Яйцекладущий мамонт меланхолично жевал стебли пьянокорня. Кажется, его ничуть не волновало, что воздух в вольере становится все холоднее.
Температура падала со скоростью три градуса в минуту. Троост наблюдал за процессом очень внимательно, педантично комментируя увиденное.
Мамонт становился все более вялым, жевал все медленнее. Вот его колени подогнулись, он прижался к полу. Слабеющим хоботом зверь дотянулся до лужи с водкой и принялся жадно пить… пока не застыл на месте. Его взгляд остановился, глаза помутнели, а сердцебиение стало чрезвычайно редким.
А потом оно прекратилось совсем. Теперь мамонт выглядел совершенным трупом — однако таковым не являлся. Как и тигроид, он погрузился в глубокий анабиоз.
— Ожидаемо, — произнес Троост.
— И что это значит, капитан? — спросила Дауканте.
— На этот вопрос я отвечу через некоторое время.
Теперь Троост отправился не в лабораторию, а на станцию дронов. Он выпустил из гнезд всех разведчиков и попросил Таркаса сделать еще пятьдесят штук. Тот молча включил технический репликатор, и уже через пять минут из выходного лотка принялись вылетать усеянные датчиками шарики.
Четверо суток Троост собирал и обрабатывал информацию. Составлял виртуальные графики, рисовал диаграммы, часами рассматривал спутниковые снимки и карты миграций.
А на пятые сутки зверолов взял флаер и куда-то улетел.
Вернулся он довольный-предовольный. Только что не потирая ладони, Троост вызвал Петржелло и спросил, сможет ли тот освободить сегодня несколько часов.
У профессора как раз закончился съемочный день. Он оставил дронов наблюдать за «актерами», а сам собирался поработать с раскадровкой. Ему не очень-то хотелось покидать свою уютную флаер-яхту ради непонятно чего.
Но Троост был очень настойчив и обещал, что профессор ни в коем случае не разочаруется. Да и покидать яхту совсем не нужно — к месту можно отправиться прямо на ней.
Петржелло невольно был заинтригован. Через полчаса его яхта подлетела к «Нимроду», возле которого уже ожидали Троост и киперы.
Троост приглашал и Таркаса, но тот не проявил интереса.
— Так куда же мы направляемся? — полюбопытствовал Петржелло, едва яхта оторвалась от земли.
— Терпение, профессор, — лукаво прищурился Троост. — Вы все скоро увидите… впрочем, не очень скоро — тут больше трех часов лету. Наш путь лежит вот сюда, к этому огромному заливу… названия у него пока что нет, так что мы вполне можем придумать его сами.
Над палубой повисла допреальная зелено-бурая сфера.

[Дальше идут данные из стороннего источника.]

//! UnorderedSet: hash set backed by [`ChainedTable`].
//!
//! Iteration order follows the table layout (bucket, then insertion order
//! within a chain) and changes when the table grows.

use crate::chained_table::{self, ChainedTable};
use crate::config::TableConfig;
use crate::error::Result;
use crate::pair::Pair;
use crate::set_algebra::{self, SetBacking};
use core::borrow::Borrow;
use core::fmt;
use core::hash::{BuildHasher, Hash};
use core::iter::FusedIterator;
use hashbrown::hash_map::DefaultHashBuilder;

#[derive(Clone)]
pub struct UnorderedSet<T, S = DefaultHashBuilder> {
    table: ChainedTable<T, (), S>,
}

impl<T> UnorderedSet<T> {
    pub fn new() -> Self {
        Self {
            table: ChainedTable::new(),
        }
    }

    pub fn with_config(config: TableConfig) -> Result<Self> {
        Ok(Self {
            table: ChainedTable::with_config(config)?,
        })
    }
}

impl<T, S: Default> Default for UnorderedSet<T, S> {
    fn default() -> Self {
        Self::with_hasher(S::default())
    }
}

impl<T, S> UnorderedSet<T, S> {
    pub fn with_hasher(hasher: S) -> Self {
        Self {
            table: ChainedTable::with_hasher(hasher),
        }
    }

    pub fn with_config_and_hasher(config: TableConfig, hasher: S) -> Result<Self> {
        Ok(Self {
            table: ChainedTable::with_config_and_hasher(config, hasher)?,
        })
    }

    pub fn len(&self) -> usize {
        self.table.len()
    }

    pub fn is_empty(&self) -> bool {
        self.table.is_empty()
    }

    /// Bucket count of the underlying table.
    pub fn capacity(&self) -> usize {
        self.table.capacity()
    }

    pub fn config(&self) -> &TableConfig {
        self.table.config()
    }

    pub fn hasher(&self) -> &S {
        self.table.hasher()
    }

    pub fn clear(&mut self) {
        self.table.clear();
    }

    pub fn iter(&self) -> Iter<'_, T> {
        Iter {
            inner: self.table.iter(),
        }
    }

    pub fn for_each<F: FnMut(&T)>(&self, mut visit: F) {
        self.table.for_each(|k, _| visit(k));
    }

    pub fn reserve(&mut self, additional: usize) {
        self.table.reserve(additional);
    }

    pub fn try_reserve(&mut self, additional: usize) -> Result<()> {
        self.table.try_reserve(additional)
    }
}

impl<T, S> UnorderedSet<T, S>
where
    T: Eq + Hash,
    S: BuildHasher,
{
    pub fn contains<Q>(&self, q: &Q) -> bool
    where
        T: Borrow<Q>,
        Q: ?Sized + Hash + Eq,
    {
        self.table.contains(q)
    }

    pub fn get<Q>(&self, q: &Q) -> Option<&T>
    where
        T: Borrow<Q>,
        Q: ?Sized + Hash + Eq,
    {
        self.table.get_key_value(q).map(|(k, _)| k)
    }

    /// Add `value` if absent. Returns whether the set changed.
    pub fn insert(&mut self, value: T) -> bool {
        self.table.insert(value, ())
    }

    /// [`insert`](Self::insert) that reports allocation failure instead of
    /// aborting. On `Err` the set is unchanged.
    pub fn try_insert(&mut self, value: T) -> Result<bool> {
        self.table.try_insert(value, ())
    }

    pub fn remove<Q>(&mut self, q: &Q) -> bool
    where
        T: Borrow<Q>,
        Q: ?Sized + Hash + Eq,
    {
        self.table.remove(q).is_some()
    }

    pub fn take<Q>(&mut self, q: &Q) -> Option<T>
    where
        T: Borrow<Q>,
        Q: ?Sized + Hash + Eq,
    {
        self.table.remove(q).map(Pair::into_key)
    }
}

impl<T, S> UnorderedSet<T, S>
where
    T: Eq + Hash + Clone,
    S: BuildHasher + Clone,
{
    pub fn union(&self, other: &Self) -> Self {
        set_algebra::union(Some(self), Some(other)).unwrap_or_else(|| self.empty_like())
    }

    pub fn intersection(&self, other: &Self) -> Self {
        set_algebra::intersection(Some(self), Some(other)).unwrap_or_else(|| self.empty_like())
    }

    pub fn difference(&self, other: &Self) -> Self {
        set_algebra::difference(Some(self), Some(other)).unwrap_or_else(|| self.empty_like())
    }

    pub fn symmetric_difference(&self, other: &Self) -> Self {
        set_algebra::symmetric_difference(Some(self), Some(other))
            .unwrap_or_else(|| self.empty_like())
    }

    pub fn is_disjoint(&self, other: &Self) -> bool {
        set_algebra::is_disjoint(Some(self), Some(other))
    }

    pub fn is_subset(&self, other: &Self) -> bool {
        set_algebra::is_subset(Some(self), Some(other))
    }

    pub fn is_superset(&self, other: &Self) -> bool {
        set_algebra::is_superset(Some(self), Some(other))
    }
}

impl<T, S> SetBacking for UnorderedSet<T, S>
where
    T: Eq + Hash,
    S: BuildHasher + Clone,
{
    type Elem = T;
    type Elems<'a> = Iter<'a, T> where Self: 'a;

    fn empty_like(&self) -> Self {
        Self {
            table: self.table.empty_like(),
        }
    }

    fn len(&self) -> usize {
        self.table.len()
    }

    fn contains_elem(&self, e: &T) -> bool {
        self.table.contains(e)
    }

    fn insert_elem(&mut self, e: T) -> bool {
        self.table.insert(e, ())
    }

    fn elems(&self) -> Self::Elems<'_> {
        self.iter()
    }
}

impl<T: fmt::Debug, S> fmt::Debug for UnorderedSet<T, S> {
    fn fmt(&self, f: &mut fmt::Formatter<'_>) -> fmt::Result {
        f.debug_set().entries(self.iter()).finish()
    }
}

/// Membership equality; layout and capacity are irrelevant.
impl<T, S> PartialEq for UnorderedSet<T, S>
where
    T: Eq + Hash,
    S: BuildHasher,
{
    fn eq(&self, other: &Self) -> bool {
        self.len() == other.len() && self.iter().all(|e| other.contains(e))
    }
}

impl<T: Eq + Hash, S: BuildHasher> Eq for UnorderedSet<T, S> {}

impl<T, S> FromIterator<T> for UnorderedSet<T, S>
where
    T: Eq + Hash,
    S: BuildHasher + Default,
{
    fn from_iter<I: IntoIterator<Item = T>>(iter: I) -> Self {
        let mut s = Self::default();
        s.extend(iter);
        s
    }
}

impl<T: Eq + Hash, S: BuildHasher> Extend<T> for UnorderedSet<T, S> {
    fn extend<I: IntoIterator<Item = T>>(&mut self, iter: I) {
        let iter = iter.into_iter();
        self.reserve(iter.size_hint().0);
        for e in iter {
            self.insert(e);
        }
    }
}

pub struct Iter<'a, T> {
    inner: chained_table::Iter<'a, T, ()>,
}

impl<T> Clone for Iter<'_, T> {
    fn clone(&self) -> Self {
        Self {
            inner: self.inner.clone(),
        }
    }
}

impl<'a, T> Iterator for Iter<'a, T> {
    type Item = &'a T;

    fn next(&mut self) -> Option<&'a T> {
        self.inner.next().map(|(k, _)| k)
    }

    fn size_hint(&self) -> (usize, Option<usize>) {
        self.inner.size_hint()
    }
}

impl<T> ExactSizeIterator for Iter<'_, T> {}
impl<T> FusedIterator for Iter<'_, T> {}

pub struct IntoIter<T> {
    inner: chained_table::IntoIter<T, ()>,
}

impl<T> Iterator for IntoIter<T> {
    type Item = T;

    fn next(&mut self) -> Option<T> {
        self.inner.next().map(Pair::into_key)
    }

    fn size_hint(&self) -> (usize, Option<usize>) {
        self.inner.size_hint()
    }
}

impl<T> ExactSizeIterator for IntoIter<T> {}
impl<T> FusedIterator for IntoIter<T> {}

impl<T, S> IntoIterator for UnorderedSet<T, S> {
    type Item = T;
    type IntoIter = IntoIter<T>;

    fn into_iter(self) -> IntoIter<T> {
        IntoIter {
            inner: self.table.into_iter(),
        }
    }
}

impl<'a, T, S> IntoIterator for &'a UnorderedSet<T, S> {
    type Item = &'a T;
    type IntoIter = Iter<'a, T>;

    fn into_iter(self) -> Iter<'a, T> {
        self.iter()
    }
}
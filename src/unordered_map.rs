//! UnorderedMap: hash map backed by [`ChainedTable`].
//!
//! As with [`OrderedMap`](crate::OrderedMap), a replacing `put` keeps the
//! newly offered key and returns the old value.

use crate::chained_table::{self, ChainedTable};
use crate::config::TableConfig;
use crate::error::Result;
use crate::pair::Pair;
use core::borrow::Borrow;
use core::fmt;
use core::hash::{BuildHasher, Hash};
use core::iter::FusedIterator;
use hashbrown::hash_map::DefaultHashBuilder;

pub use crate::chained_table::Iter;

#[derive(Clone)]
pub struct UnorderedMap<K, V, S = DefaultHashBuilder> {
    table: ChainedTable<K, V, S>,
}

impl<K, V> UnorderedMap<K, V> {
    pub fn new() -> Self {
        Self {
            table: ChainedTable::new(),
        }
    }

    pub fn with_config(config: TableConfig) -> Result<Self> {
        Ok(Self {
            table: ChainedTable::with_config(config)?,
        })
    }
}

impl<K, V, S: Default> Default for UnorderedMap<K, V, S> {
    fn default() -> Self {
        Self::with_hasher(S::default())
    }
}

impl<K, V, S> UnorderedMap<K, V, S> {
    pub fn with_hasher(hasher: S) -> Self {
        Self {
            table: ChainedTable::with_hasher(hasher),
        }
    }

    pub fn with_config_and_hasher(config: TableConfig, hasher: S) -> Result<Self> {
        Ok(Self {
            table: ChainedTable::with_config_and_hasher(config, hasher)?,
        })
    }

    pub fn len(&self) -> usize {
        self.table.len()
    }

    pub fn is_empty(&self) -> bool {
        self.table.is_empty()
    }

    pub fn capacity(&self) -> usize {
        self.table.capacity()
    }

    pub fn config(&self) -> &TableConfig {
        self.table.config()
    }

    pub fn hasher(&self) -> &S {
        self.table.hasher()
    }

    pub fn clear(&mut self) {
        self.table.clear();
    }

    pub fn iter(&self) -> Iter<'_, K, V> {
        self.table.iter()
    }

    pub fn keys(&self) -> Keys<'_, K, V> {
        Keys {
            inner: self.table.iter(),
        }
    }

    pub fn values(&self) -> Values<'_, K, V> {
        Values {
            inner: self.table.iter(),
        }
    }

    pub fn for_each<F: FnMut(&K, &V)>(&self, visit: F) {
        self.table.for_each(visit);
    }

    pub fn reserve(&mut self, additional: usize) {
        self.table.reserve(additional);
    }

    pub fn try_reserve(&mut self, additional: usize) -> Result<()> {
        self.table.try_reserve(additional)
    }
}

impl<K, V, S> UnorderedMap<K, V, S>
where
    K: Eq + Hash,
    S: BuildHasher,
{
    pub fn contains_key<Q>(&self, q: &Q) -> bool
    where
        K: Borrow<Q>,
        Q: ?Sized + Hash + Eq,
    {
        self.table.contains(q)
    }

    pub fn get<Q>(&self, q: &Q) -> Option<&V>
    where
        K: Borrow<Q>,
        Q: ?Sized + Hash + Eq,
    {
        self.table.get(q)
    }

    pub fn get_key_value<Q>(&self, q: &Q) -> Option<(&K, &V)>
    where
        K: Borrow<Q>,
        Q: ?Sized + Hash + Eq,
    {
        self.table.get_key_value(q)
    }

    pub fn get_mut<Q>(&mut self, q: &Q) -> Option<&mut V>
    where
        K: Borrow<Q>,
        Q: ?Sized + Hash + Eq,
    {
        self.table.get_mut(q)
    }

    /// Insert or replace. Returns the previous value for an equal key.
    pub fn put(&mut self, key: K, value: V) -> Option<V> {
        self.table.put(key, value).map(Pair::into_value)
    }

    /// [`put`](Self::put) that reports allocation failure. On `Err` the map
    /// is unchanged and `key` and `value` are dropped.
    pub fn try_put(&mut self, key: K, value: V) -> Result<Option<V>> {
        Ok(self.table.try_put(key, value)?.map(Pair::into_value))
    }

    /// Insert only when `key` is absent.
    pub fn put_if_absent(&mut self, key: K, value: V) -> bool {
        self.table.insert(key, value)
    }

    pub fn remove<Q>(&mut self, q: &Q) -> Option<V>
    where
        K: Borrow<Q>,
        Q: ?Sized + Hash + Eq,
    {
        self.table.remove(q).map(Pair::into_value)
    }

    pub fn remove_entry<Q>(&mut self, q: &Q) -> Option<(K, V)>
    where
        K: Borrow<Q>,
        Q: ?Sized + Hash + Eq,
    {
        self.table.remove(q).map(Pair::into_parts)
    }
}

impl<K: fmt::Debug, V: fmt::Debug, S> fmt::Debug for UnorderedMap<K, V, S> {
    fn fmt(&self, f: &mut fmt::Formatter<'_>) -> fmt::Result {
        fmt::Debug::fmt(&self.table, f)
    }
}

impl<K, V, S> PartialEq for UnorderedMap<K, V, S>
where
    K: Eq + Hash,
    V: PartialEq,
    S: BuildHasher,
{
    fn eq(&self, other: &Self) -> bool {
        self.len() == other.len() && self.iter().all(|(k, v)| other.get(k) == Some(v))
    }
}

impl<K: Eq + Hash, V: Eq, S: BuildHasher> Eq for UnorderedMap<K, V, S> {}

impl<K, V, S> FromIterator<(K, V)> for UnorderedMap<K, V, S>
where
    K: Eq + Hash,
    S: BuildHasher + Default,
{
    fn from_iter<I: IntoIterator<Item = (K, V)>>(iter: I) -> Self {
        let mut m = Self::default();
        m.extend(iter);
        m
    }
}

impl<K: Eq + Hash, V, S: BuildHasher> Extend<(K, V)> for UnorderedMap<K, V, S> {
    fn extend<I: IntoIterator<Item = (K, V)>>(&mut self, iter: I) {
        let iter = iter.into_iter();
        self.reserve(iter.size_hint().0);
        for (k, v) in iter {
            self.put(k, v);
        }
    }
}

pub struct Keys<'a, K, V> {
    inner: chained_table::Iter<'a, K, V>,
}

impl<'a, K, V> Iterator for Keys<'a, K, V> {
    type Item = &'a K;

    fn next(&mut self) -> Option<&'a K> {
        self.inner.next().map(|(k, _)| k)
    }

    fn size_hint(&self) -> (usize, Option<usize>) {
        self.inner.size_hint()
    }
}

impl<K, V> ExactSizeIterator for Keys<'_, K, V> {}
impl<K, V> FusedIterator for Keys<'_, K, V> {}

pub struct Values<'a, K, V> {
    inner: chained_table::Iter<'a, K, V>,
}

impl<'a, K, V> Iterator for Values<'a, K, V> {
    type Item = &'a V;

    fn next(&mut self) -> Option<&'a V> {
        self.inner.next().map(|(_, v)| v)
    }

    fn size_hint(&self) -> (usize, Option<usize>) {
        self.inner.size_hint()
    }
}

impl<K, V> ExactSizeIterator for Values<'_, K, V> {}
impl<K, V> FusedIterator for Values<'_, K, V> {}

pub struct IntoIter<K, V> {
    inner: chained_table::IntoIter<K, V>,
}

impl<K, V> Iterator for IntoIter<K, V> {
    type Item = (K, V);

    fn next(&mut self) -> Option<(K, V)> {
        self.inner.next().map(Pair::into_parts)
    }

    fn size_hint(&self) -> (usize, Option<usize>) {
        self.inner.size_hint()
    }
}

impl<K, V> ExactSizeIterator for IntoIter<K, V> {}
impl<K, V> FusedIterator for IntoIter<K, V> {}

impl<K, V, S> IntoIterator for UnorderedMap<K, V, S> {
    type Item = (K, V);
    type IntoIter = IntoIter<K, V>;

    fn into_iter(self) -> IntoIter<K, V> {
        IntoIter {
            inner: self.table.into_iter(),
        }
    }
}

impl<'a, K, V, S> IntoIterator for &'a UnorderedMap<K, V, S> {
    type Item = (&'a K, &'a V);
    type IntoIter = Iter<'a, K, V>;

    fn into_iter(self) -> Iter<'a, K, V> {
        self.iter()
    }
}

#[cfg(test)]
mod tests {
    use super::*;
    use std::collections::BTreeMap;

    #[test]
    fn put_get_remove() {
        let mut m = UnorderedMap::new();
        assert_eq!(m.put("k".to_string(), 1), None);
        assert_eq!(m.put("k".to_string(), 2), Some(1));
        assert_eq!(m.len(), 1);
        assert_eq!(m.get("k"), Some(&2));
        *m.get_mut("k").unwrap() *= 10;
        assert_eq!(m.get_key_value("k"), Some((&"k".to_string(), &20)));
        assert_eq!(m.remove("k"), Some(20));
        assert_eq!(m.remove("k"), None);
        assert!(m.is_empty());
    }

    #[test]
    fn try_put_and_put_if_absent() {
        let mut m: UnorderedMap<u32, &str> = UnorderedMap::new();
        assert_eq!(m.try_put(1, "a"), Ok(None));
        assert_eq!(m.try_put(1, "b"), Ok(Some("a")));
        assert!(!m.put_if_absent(1, "c"));
        assert!(m.put_if_absent(2, "c"));
        assert_eq!(m.remove_entry(&2), Some((2, "c")));
        assert_eq!(m.get(&1), Some(&"b"));
    }

    #[test]
    fn keys_values_and_collect() {
        let m: UnorderedMap<u32, u32> = (0..50).map(|k| (k, k * 2)).collect();
        assert_eq!(m.keys().len(), 50);
        let by_key: BTreeMap<u32, u32> = m.iter().map(|(k, v)| (*k, *v)).collect();
        assert_eq!(by_key.len(), 50);
        assert_eq!(m.values().copied().sum::<u32>(), (0..50).map(|k| k * 2).sum());
        let mut seen = 0;
        m.for_each(|k, v| {
            assert_eq!(*v, k * 2);
            seen += 1;
        });
        assert_eq!(seen, 50);
        let owned: BTreeMap<u32, u32> = m.into_iter().collect();
        assert_eq!(owned, by_key);
    }

    #[test]
    fn equality_by_contents() {
        let a: UnorderedMap<&str, u32> = [("x", 1), ("y", 2)].into_iter().collect();
        let mut b = UnorderedMap::with_config(TableConfig::new().initial_capacity(2)).unwrap();
        b.extend([("y", 2), ("x", 1)]);
        assert_eq!(a, b);
        b.put("y", 3);
        assert_ne!(a, b);
        let c = a.clone();
        assert_eq!(a, c);
    }
}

Планета Бахус во всем ее спиртном великолепии. Восемьдесят процентов — суша, остальное — кляксообразный, относительно мелкий океан.
Потом Троост отдал какую-то команду, и изображение окрасилось в красный, желтый и белый цвета. Красного было не так уж много, большей частью — по берегам того самого залива, что стал целью поездки. Вокруг шел оранжевый, дальше — желтый, который все бледнел и бледнел, пока не становился совсем белым. Белым была окрашена почти треть планеты.
— Что это такое? — задал вопрос Троост.
— Это же очевидно, — проворчал Петржелло.
— Вам — безусловно, профессор, — возразил зверолов. — Но я бы хотел услышать своих киперов.
Иржичкова и Дауканте размышляли чуть дольше, но и они быстро догадались, что это карта плотности жизни. Красная зона населена чрезвычайно плотно, белая — не населена совершенно.
— И почему жизнь на этой планете распределяется именно так? — снова спросил Троост.
— Вода же, Троост, — слегка раздраженно ответил Петржелло. — То есть водно-спиртовой раствор. Океан всего один, все реки впадают в него, чем дальше от океана — тем меньше воды… водки. Внутриконтинентальные области представляют собой голую пустыню, жизнь в которой почти невозможна.
— Очевидное объяснение, — согласился Троост. — Но почему жизни особенно много вокруг этого залива?
— Возможно, именно в нем она когда-то и зародилась.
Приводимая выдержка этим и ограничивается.